ASSIGNMENT ->
Please quote only the lines that start at the one with "for i in 0..n.keys.len()" and go on to the last line of the data, both ends kept.
###
/// Whole-tree operations
impl<P: BTreeParams> BTree<P> {
    /// Frees all keys and nodes by recursive teardown.
    pub fn clear(&mut self) {
        if !self.root_.is_null() {
            self.clear_recursive(self.root_);
            self.free_node(self.root_);

            self.root_ = null_mut();
            self.stats_ = TreeStats::new();
        }

        debug_assert!(self.stats_.size == 0);
    }

    /// O(1) exchange of the complete tree state with `other`.
    pub fn swap(&mut self, other: &mut Self) {
        std::mem::swap(&mut self.root_, &mut other.root_);
        std::mem::swap(&mut self.stats_, &mut other.stats_);
        std::mem::swap(&mut self.key_less, &mut other.key_less);
    }

    /// True iff both trees hold the same number of keys and the in-order
    /// sequences are element-wise equal under the comparator.
    pub fn eq_tree(&self, other: &Self) -> bool {
        if self.size() != other.size() {
            return false;
        }

        let mut a = self.begin();
        let mut b = other.begin();
        let a_end = self.end();
        while !a.equals(&a_end) {
            if !self.key_equal(a.key(), b.key()) {
                return false;
            }
            a.forward();
            b.forward();
        }
        true
    }

    /// Lexicographic comparison of the in-order key sequences.
    pub fn lt_tree(&self, other: &Self) -> bool {
        let mut a = self.begin();
        let mut b = other.begin();
        let a_end = self.end();
        let b_end = other.end();
        loop {
            let a_done = a.equals(&a_end);
            let b_done = b.equals(&b_end);
            if a_done || b_done {
                return a_done && !b_done;
            }
            if self.key_less(a.key(), b.key()) {
                return true;
            }
            if self.key_less(b.key(), a.key()) {
                return false;
            }
            a.forward();
            b.forward();
        }
    }
}

impl<P: BTreeParams> Clone for BTree<P> {
    /// Deep copy: clones every node, preserving the exact structure and
    /// rebuilding the parent/position back-references.
    fn clone(&self) -> Self {
        let mut tree = Self::with_comparator(self.key_less.clone());
        if !self.root_.is_null() {
            tree.root_ = tree.copy_subtree(self.root_, null_mut(), 0);
            tree.stats_.size = self.stats_.size;
        }
        tree
    }
}

impl<P: BTreeParams> BTree<P> {
    fn copy_subtree(
        &mut self,
        src: *mut Node<P>,
        parent: *mut Node<P>,
        position: u16,
    ) -> *mut Node<P> {
        let s = unsafe { &*src };
        let d = if s.is_leaf() {
            self.new_leaf()
        } else {
            self.new_inner(s.level)
        };

        unsafe {
            (*d).parent = parent;
            (*d).position = position;
            (*d).keys.extend_from_slice(&s.keys);
        }
        for i in 0..s.children.len() {
            let child = self.copy_subtree(s.children[i], d, i as u16);
            unsafe { (*d).children.push(child) };
        }
        d
    }
}

/// Debug
impl<P: BTreeParams> BTree<P> {
    fn print_node(
        f: &mut std::fmt::Formatter<'_>,
        node: *mut Node<P>,
        depth: usize,
        recursive: bool,
    ) -> std::fmt::Result {
        for _ in 0..depth {
            write!(f, "  ")?;
        }

        let n = unsafe { &*node };
        writeln!(
            f,
            "node {:p} level {} slotuse {} position {}",
            n,
            n.level,
            n.slotuse(),
            n.position
        )?;

        for _ in 0..depth {
            write!(f, "  ")?;
        }
        for i in 0..n.keys.len() {
            write!(f, " {:?}", n.key(i))?;
        }
        writeln!(f)?;

        if !n.is_leaf() && recursive {
            for i in 0..n.children.len() {
                Self::print_node(f, n.child(i), depth + 1, recursive)?;
            }
        }

        Ok(())
    }
}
###
SOLUTION ->
        for i in 0..n.keys.len() {
            write!(f, " {:?}", n.key(i))?;
        }
        writeln!(f)?;

        if !n.is_leaf() && recursive {
            for i in 0..n.children.len() {
                Self::print_node(f, n.child(i), depth + 1, recursive)?;
            }
        }

        Ok(())
    }
}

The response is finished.